>>>

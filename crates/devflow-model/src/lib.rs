//! DevFlow model
//!
//! The workspace tree shared by the store, the persistence layer and the
//! dashboard:
//! - Typed string identifiers
//! - Workspace → Project → Phase → Task entities, team members, notifications
//! - Path-copying tree updates that leave older snapshots intact
//! - The demo dataset used to seed a fresh store

#![warn(unreachable_pub)]

pub mod ids;
pub mod seed;
pub mod tree;
pub mod types;

pub use ids::{NotificationId, PhaseId, ProjectId, TaskId, UserId, WorkspaceId};
pub use types::{
    Notification, NotificationType, Phase, Project, Role, Task, TaskStatus, UnknownStatus, User,
    Workspace,
};
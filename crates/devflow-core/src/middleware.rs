//! Write-through dispatch
//!
//! [`Dispatcher`] wraps the store: for mutating actions it persists the change
//! first and only then lets the reducer see the action, so persisted state is
//! never behind in-memory state. A storage failure aborts the action before
//! the reducer runs.
//!
//! Completing a task also produces a notification for the project owner
//! (unless the owner did it themselves).

use crate::action::Action;
use crate::clock::Clock;
use crate::error::CoreError;
use crate::state::AppState;
use crate::store::Store;
use devflow_model::{Notification, ProjectId, TaskStatus, User};
use devflow_storage::{Database, KeyValueStore};
use parking_lot::Mutex;
use std::sync::Arc;

/// Store front-end that persists before reducing
#[derive(Debug)]
pub struct Dispatcher<S> {
    store: Arc<Store>,
    db: Database<S>,
    clock: Arc<dyn Clock>,
    gate: Mutex<()>,
}

impl<S: KeyValueStore> Dispatcher<S> {
    /// Wire a store to a database
    #[must_use]
    pub fn new(store: Arc<Store>, db: Database<S>, clock: Arc<dyn Clock>) -> Self {
        Self {
            store,
            db,
            clock,
            gate: Mutex::new(()),
        }
    }

    /// Underlying store
    #[inline]
    #[must_use]
    pub fn store(&self) -> &Arc<Store> {
        &self.store
    }

    /// Persistence adapter
    #[inline]
    #[must_use]
    pub fn db(&self) -> &Database<S> {
        &self.db
    }

    /// Time source
    #[inline]
    #[must_use]
    pub fn clock(&self) -> &Arc<dyn Clock> {
        &self.clock
    }

    /// Current snapshot
    #[inline]
    #[must_use]
    pub fn snapshot(&self) -> Arc<AppState> {
        self.store.snapshot()
    }

    /// Persist the action's effect, derive side effects, then reduce
    ///
    /// Dispatches are serialized: a persistence write and its reducer
    /// application never interleave with another dispatch.
    pub fn dispatch(&self, action: Action) -> Result<Arc<AppState>, CoreError> {
        let _gate = self.gate.lock();
        let current = self.store.snapshot();

        match &action {
            Action::AddTasks {
                project_id,
                phase_id,
                tasks,
            } => {
                let stored = self.db.add_tasks(project_id, phase_id, tasks)?;
                tracing::info!(project = %project_id, phase = %phase_id, count = tasks.len(), stored, "tasks persisted");
            }
            Action::UpdateTaskStatus {
                project_id,
                phase_id,
                task_id,
                status,
                task_title,
                actor,
            } => {
                let stored = self
                    .db
                    .update_task_status(project_id, phase_id, task_id, *status)?;
                tracing::info!(task = %task_id, status = %status, stored, "status persisted");
                if *status == TaskStatus::Done {
                    self.notify_completion(&current, project_id, task_title, actor)?;
                }
            }
            Action::MarkNotificationsRead { user_id } => {
                if current.current_user.is_some() {
                    self.db.mark_notifications_read(user_id)?;
                }
            }
            Action::SetInitialState { .. } | Action::AddNotification(_) | Action::Logout => {}
        }

        Ok(self.store.dispatch(action))
    }

    /// Notify the project owner that `actor` completed a task
    ///
    /// Reads the pre-mutation tree. Returns the notification when one was produced.
    fn notify_completion(
        &self,
        state: &AppState,
        project_id: &ProjectId,
        task_title: &str,
        actor: &User,
    ) -> Result<Option<Notification>, CoreError> {
        let Some(owner) = state
            .workspace
            .as_ref()
            .and_then(|ws| ws.find_project(project_id))
            .and_then(|project| project.owner())
        else {
            return Ok(None);
        };
        if owner.id == actor.id {
            return Ok(None);
        }

        let notification =
            Notification::task_completed(&actor.name, task_title, owner.id.clone(), self.clock.now());
        self.db.add_notification(&notification)?;
        tracing::info!(owner = %owner.id, actor = %actor.id, "completion notification created");

        let owner_is_viewing = state
            .current_user
            .as_ref()
            .is_some_and(|u| u.id == owner.id);
        if owner_is_viewing {
            self.store
                .dispatch(Action::AddNotification(notification.clone()));
        }
        Ok(Some(notification))
    }
}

<<<

*Prompt*. Write the listing out again so that nothing in it differs from the original.

*Solution for this task*.
filename crates/devflow-model/src/lib.rs
//! DevFlow model
//!
//! The workspace tree shared by the store, the persistence layer and the
//! dashboard:
//! - Typed string identifiers
//! - Workspace → Project → Phase → Task entities, team members, notifications
//! - Path-copying tree updates that leave older snapshots intact
//! - The demo dataset used to seed a fresh store

#![warn(unreachable_pub)]

pub mod ids;
pub mod seed;
pub mod tree;
pub mod types;

pub use ids::{NotificationId, PhaseId, ProjectId, TaskId, UserId, WorkspaceId};
pub use types::{
    Notification, NotificationType, Phase, Project, Role, Task, TaskStatus, UnknownStatus, User,
    Workspace,
};
filename crates/devflow-core/src/middleware.rs
//! Write-through dispatch
//!
//! [`Dispatcher`] wraps the store: for mutating actions it persists the change
//! first and only then lets the reducer see the action, so persisted state is
//! never behind in-memory state. A storage failure aborts the action before
//! the reducer runs.
//!
//! Completing a task also produces a notification for the project owner
//! (unless the owner did it themselves).

use crate::action::Action;
use crate::clock::Clock;
use crate::error::CoreError;
use crate::state::AppState;
use crate::store::Store;
use devflow_model::{Notification, ProjectId, TaskStatus, User};
use devflow_storage::{Database, KeyValueStore};
use parking_lot::Mutex;
use std::sync::Arc;

/// Store front-end that persists before reducing
#[derive(Debug)]
pub struct Dispatcher<S> {
    store: Arc<Store>,
    db: Database<S>,
    clock: Arc<dyn Clock>,
    gate: Mutex<()>,
}

impl<S: KeyValueStore> Dispatcher<S> {
    /// Wire a store to a database
    #[must_use]
    pub fn new(store: Arc<Store>, db: Database<S>, clock: Arc<dyn Clock>) -> Self {
        Self {
            store,
            db,
            clock,
            gate: Mutex::new(()),
        }
    }

    /// Underlying store
    #[inline]
    #[must_use]
    pub fn store(&self) -> &Arc<Store> {
        &self.store
    }

    /// Persistence adapter
    #[inline]
    #[must_use]
    pub fn db(&self) -> &Database<S> {
        &self.db
    }

    /// Time source
    #[inline]
    #[must_use]
    pub fn clock(&self) -> &Arc<dyn Clock> {
        &self.clock
    }

    /// Current snapshot
    #[inline]
    #[must_use]
    pub fn snapshot(&self) -> Arc<AppState> {
        self.store.snapshot()
    }

    /// Persist the action's effect, derive side effects, then reduce
    ///
    /// Dispatches are serialized: a persistence write and its reducer
    /// application never interleave with another dispatch.
    pub fn dispatch(&self, action: Action) -> Result<Arc<AppState>, CoreError> {
        let _gate = self.gate.lock();
        let current = self.store.snapshot();

        match &action {
            Action::AddTasks {
                project_id,
                phase_id,
                tasks,
            } => {
                let stored = self.db.add_tasks(project_id, phase_id, tasks)?;
                tracing::info!(project = %project_id, phase = %phase_id, count = tasks.len(), stored, "tasks persisted");
            }
            Action::UpdateTaskStatus {
                project_id,
                phase_id,
                task_id,
                status,
                task_title,
                actor,
            } => {
                let stored = self
                    .db
                    .update_task_status(project_id, phase_id, task_id, *status)?;
                tracing::info!(task = %task_id, status = %status, stored, "status persisted");
                if *status == TaskStatus::Done {
                    self.notify_completion(&current, project_id, task_title, actor)?;
                }
            }
            Action::MarkNotificationsRead { user_id } => {
                if current.current_user.is_some() {
                    self.db.mark_notifications_read(user_id)?;
                }
            }
            Action::SetInitialState { .. } | Action::AddNotification(_) | Action::Logout => {}
        }

        Ok(self.store.dispatch(action))
    }

    /// Notify the project owner that `actor` completed a task
    ///
    /// Reads the pre-mutation tree. Returns the notification when one was produced.
    fn notify_completion(
        &self,
        state: &AppState,
        project_id: &ProjectId,
        task_title: &str,
        actor: &User,
    ) -> Result<Option<Notification>, CoreError> {
        let Some(owner) = state
            .workspace
            .as_ref()
            .and_then(|ws| ws.find_project(project_id))
            .and_then(|project| project.owner())
        else {
            return Ok(None);
        };
        if owner.id == actor.id {
            return Ok(None);
        }

        let notification =
            Notification::task_completed(&actor.name, task_title, owner.id.clone(), self.clock.now());
        self.db.add_notification(&notification)?;
        tracing::info!(owner = %owner.id, actor = %actor.id, "completion notification created");

        let owner_is_viewing = state
            .current_user
            .as_ref()
            .is_some_and(|u| u.id == owner.id);
        if owner_is_viewing {
            self.store
                .dispatch(Action::AddNotification(notification.clone()));
        }
        Ok(Some(notification))
    }
}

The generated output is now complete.